Saved entries
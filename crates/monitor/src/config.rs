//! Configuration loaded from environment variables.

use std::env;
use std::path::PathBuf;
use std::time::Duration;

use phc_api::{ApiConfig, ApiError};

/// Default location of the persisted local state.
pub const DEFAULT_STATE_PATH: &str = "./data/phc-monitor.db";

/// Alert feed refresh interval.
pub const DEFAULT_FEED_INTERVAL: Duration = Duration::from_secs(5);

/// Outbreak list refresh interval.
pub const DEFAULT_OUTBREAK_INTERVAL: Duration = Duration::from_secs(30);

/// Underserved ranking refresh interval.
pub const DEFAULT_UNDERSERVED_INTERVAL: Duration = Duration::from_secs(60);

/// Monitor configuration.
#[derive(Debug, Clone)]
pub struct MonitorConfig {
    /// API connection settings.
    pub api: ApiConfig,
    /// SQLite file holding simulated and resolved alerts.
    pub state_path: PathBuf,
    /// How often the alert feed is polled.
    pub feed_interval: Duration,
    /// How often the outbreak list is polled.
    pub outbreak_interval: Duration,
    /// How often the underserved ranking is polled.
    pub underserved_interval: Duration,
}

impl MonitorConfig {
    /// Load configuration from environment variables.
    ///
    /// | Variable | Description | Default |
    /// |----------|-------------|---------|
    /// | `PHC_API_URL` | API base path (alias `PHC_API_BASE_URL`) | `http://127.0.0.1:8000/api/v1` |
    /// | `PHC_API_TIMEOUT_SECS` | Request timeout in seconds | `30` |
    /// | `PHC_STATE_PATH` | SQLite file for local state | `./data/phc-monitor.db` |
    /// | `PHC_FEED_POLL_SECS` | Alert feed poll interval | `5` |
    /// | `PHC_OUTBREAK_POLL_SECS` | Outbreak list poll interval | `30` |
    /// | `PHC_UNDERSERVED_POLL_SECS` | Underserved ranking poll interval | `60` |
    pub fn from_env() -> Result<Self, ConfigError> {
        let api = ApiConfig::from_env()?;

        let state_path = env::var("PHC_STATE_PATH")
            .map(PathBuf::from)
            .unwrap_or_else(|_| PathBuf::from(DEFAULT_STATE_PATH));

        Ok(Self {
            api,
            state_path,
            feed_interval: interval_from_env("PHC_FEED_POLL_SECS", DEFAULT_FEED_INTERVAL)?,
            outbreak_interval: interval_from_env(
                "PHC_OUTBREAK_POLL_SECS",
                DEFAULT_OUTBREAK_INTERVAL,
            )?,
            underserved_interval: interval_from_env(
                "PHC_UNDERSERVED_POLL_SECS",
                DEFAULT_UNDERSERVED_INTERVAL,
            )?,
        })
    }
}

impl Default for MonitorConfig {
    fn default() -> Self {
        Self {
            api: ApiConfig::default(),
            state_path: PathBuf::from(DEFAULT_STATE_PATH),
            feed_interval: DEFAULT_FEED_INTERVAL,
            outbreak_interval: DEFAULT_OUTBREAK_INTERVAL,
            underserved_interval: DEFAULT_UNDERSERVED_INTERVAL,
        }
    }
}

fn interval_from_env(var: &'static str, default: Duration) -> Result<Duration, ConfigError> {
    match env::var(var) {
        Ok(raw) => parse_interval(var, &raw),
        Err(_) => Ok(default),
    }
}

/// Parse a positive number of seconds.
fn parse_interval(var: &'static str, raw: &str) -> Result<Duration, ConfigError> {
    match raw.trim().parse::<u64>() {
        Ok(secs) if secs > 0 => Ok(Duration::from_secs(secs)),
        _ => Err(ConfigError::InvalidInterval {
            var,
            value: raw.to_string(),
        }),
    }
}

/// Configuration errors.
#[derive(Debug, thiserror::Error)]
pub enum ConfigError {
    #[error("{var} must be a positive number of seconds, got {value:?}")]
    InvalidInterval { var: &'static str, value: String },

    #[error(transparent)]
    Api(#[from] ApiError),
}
--
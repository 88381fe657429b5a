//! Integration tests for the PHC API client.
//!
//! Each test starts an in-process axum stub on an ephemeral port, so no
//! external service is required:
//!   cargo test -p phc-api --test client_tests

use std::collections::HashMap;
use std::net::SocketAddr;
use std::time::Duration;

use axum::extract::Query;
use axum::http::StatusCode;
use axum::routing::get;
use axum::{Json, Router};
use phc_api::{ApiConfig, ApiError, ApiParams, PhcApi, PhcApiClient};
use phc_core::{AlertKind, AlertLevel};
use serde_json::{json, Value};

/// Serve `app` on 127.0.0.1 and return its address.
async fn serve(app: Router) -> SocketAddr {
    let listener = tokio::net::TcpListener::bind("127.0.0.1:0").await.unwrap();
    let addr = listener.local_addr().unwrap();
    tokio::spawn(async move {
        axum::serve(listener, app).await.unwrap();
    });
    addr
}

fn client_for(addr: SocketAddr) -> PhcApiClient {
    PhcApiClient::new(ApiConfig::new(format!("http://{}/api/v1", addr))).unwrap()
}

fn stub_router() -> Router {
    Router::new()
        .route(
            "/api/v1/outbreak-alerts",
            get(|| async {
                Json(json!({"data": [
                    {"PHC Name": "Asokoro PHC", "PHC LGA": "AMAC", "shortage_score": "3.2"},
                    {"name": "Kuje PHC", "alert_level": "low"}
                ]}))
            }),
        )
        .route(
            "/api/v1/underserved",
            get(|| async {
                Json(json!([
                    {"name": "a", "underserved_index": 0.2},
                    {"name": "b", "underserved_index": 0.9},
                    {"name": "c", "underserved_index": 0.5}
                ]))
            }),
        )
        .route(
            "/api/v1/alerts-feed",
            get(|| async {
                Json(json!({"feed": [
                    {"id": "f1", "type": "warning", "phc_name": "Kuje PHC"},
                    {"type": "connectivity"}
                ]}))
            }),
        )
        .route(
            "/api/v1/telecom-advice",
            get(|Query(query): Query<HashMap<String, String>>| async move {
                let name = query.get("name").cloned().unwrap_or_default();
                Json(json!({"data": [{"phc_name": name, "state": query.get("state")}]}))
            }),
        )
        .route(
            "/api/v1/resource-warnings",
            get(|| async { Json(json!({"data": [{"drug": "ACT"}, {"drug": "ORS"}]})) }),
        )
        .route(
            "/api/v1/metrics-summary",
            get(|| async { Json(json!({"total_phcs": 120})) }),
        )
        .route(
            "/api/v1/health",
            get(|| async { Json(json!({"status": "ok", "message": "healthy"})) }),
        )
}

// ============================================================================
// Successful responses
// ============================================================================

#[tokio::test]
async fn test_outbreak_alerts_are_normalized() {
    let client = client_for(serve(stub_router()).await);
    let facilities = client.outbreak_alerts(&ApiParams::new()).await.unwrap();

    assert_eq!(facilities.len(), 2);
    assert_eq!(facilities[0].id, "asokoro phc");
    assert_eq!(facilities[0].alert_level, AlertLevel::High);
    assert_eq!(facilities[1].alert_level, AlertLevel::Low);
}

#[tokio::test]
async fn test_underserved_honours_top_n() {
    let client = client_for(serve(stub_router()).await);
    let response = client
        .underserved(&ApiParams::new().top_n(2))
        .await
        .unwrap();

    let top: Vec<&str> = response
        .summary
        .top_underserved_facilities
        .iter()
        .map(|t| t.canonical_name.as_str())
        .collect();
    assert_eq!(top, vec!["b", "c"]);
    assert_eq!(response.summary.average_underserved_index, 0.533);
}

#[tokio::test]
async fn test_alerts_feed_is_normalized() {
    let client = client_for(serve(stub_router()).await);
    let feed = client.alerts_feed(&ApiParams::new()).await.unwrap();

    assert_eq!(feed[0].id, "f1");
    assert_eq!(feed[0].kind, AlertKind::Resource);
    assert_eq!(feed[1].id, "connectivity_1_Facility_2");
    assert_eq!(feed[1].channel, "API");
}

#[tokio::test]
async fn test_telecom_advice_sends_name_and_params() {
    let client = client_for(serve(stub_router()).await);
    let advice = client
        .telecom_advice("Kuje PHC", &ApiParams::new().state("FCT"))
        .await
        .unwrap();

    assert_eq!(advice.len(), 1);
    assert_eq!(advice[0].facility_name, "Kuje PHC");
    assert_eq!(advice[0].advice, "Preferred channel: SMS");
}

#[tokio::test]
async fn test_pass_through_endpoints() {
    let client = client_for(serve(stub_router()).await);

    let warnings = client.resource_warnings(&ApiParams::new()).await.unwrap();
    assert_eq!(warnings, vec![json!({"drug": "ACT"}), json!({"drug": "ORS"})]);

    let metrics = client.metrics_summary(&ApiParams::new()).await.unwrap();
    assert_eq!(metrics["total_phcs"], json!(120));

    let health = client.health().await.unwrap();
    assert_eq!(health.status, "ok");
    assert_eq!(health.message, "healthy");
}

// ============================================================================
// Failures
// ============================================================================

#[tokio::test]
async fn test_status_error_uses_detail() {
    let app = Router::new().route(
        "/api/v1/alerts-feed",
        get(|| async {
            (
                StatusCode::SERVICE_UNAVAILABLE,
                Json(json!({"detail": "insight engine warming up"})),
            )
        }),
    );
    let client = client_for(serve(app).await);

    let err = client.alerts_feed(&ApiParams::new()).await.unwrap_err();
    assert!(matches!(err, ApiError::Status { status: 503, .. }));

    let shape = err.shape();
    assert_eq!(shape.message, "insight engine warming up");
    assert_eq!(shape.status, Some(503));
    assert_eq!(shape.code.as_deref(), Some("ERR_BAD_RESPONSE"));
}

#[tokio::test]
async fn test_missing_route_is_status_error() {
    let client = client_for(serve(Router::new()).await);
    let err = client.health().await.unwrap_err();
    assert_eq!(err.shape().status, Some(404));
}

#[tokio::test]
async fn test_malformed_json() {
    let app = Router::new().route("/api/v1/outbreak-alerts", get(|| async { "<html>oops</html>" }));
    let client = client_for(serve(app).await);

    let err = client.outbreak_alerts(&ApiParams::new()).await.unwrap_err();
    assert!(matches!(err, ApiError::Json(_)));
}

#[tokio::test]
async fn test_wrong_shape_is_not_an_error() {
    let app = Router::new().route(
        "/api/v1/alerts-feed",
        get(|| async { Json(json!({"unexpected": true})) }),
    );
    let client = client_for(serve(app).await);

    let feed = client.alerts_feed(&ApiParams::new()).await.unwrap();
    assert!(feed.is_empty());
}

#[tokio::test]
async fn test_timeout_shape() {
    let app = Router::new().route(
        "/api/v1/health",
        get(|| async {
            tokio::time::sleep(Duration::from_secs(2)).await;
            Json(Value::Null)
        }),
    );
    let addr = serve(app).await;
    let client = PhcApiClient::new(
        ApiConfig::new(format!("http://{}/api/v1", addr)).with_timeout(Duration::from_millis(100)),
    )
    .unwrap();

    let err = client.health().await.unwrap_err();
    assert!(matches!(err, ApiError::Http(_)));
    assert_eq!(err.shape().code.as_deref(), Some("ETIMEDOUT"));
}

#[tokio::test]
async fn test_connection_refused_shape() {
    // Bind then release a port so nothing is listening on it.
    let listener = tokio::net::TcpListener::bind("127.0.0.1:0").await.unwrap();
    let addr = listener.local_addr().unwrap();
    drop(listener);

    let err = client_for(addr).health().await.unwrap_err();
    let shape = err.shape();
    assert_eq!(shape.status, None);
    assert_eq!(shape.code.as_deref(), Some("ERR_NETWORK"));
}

What you should do
Find every line in the entries that includes the word "axum", then state how many there are and nothing else.

Task output
6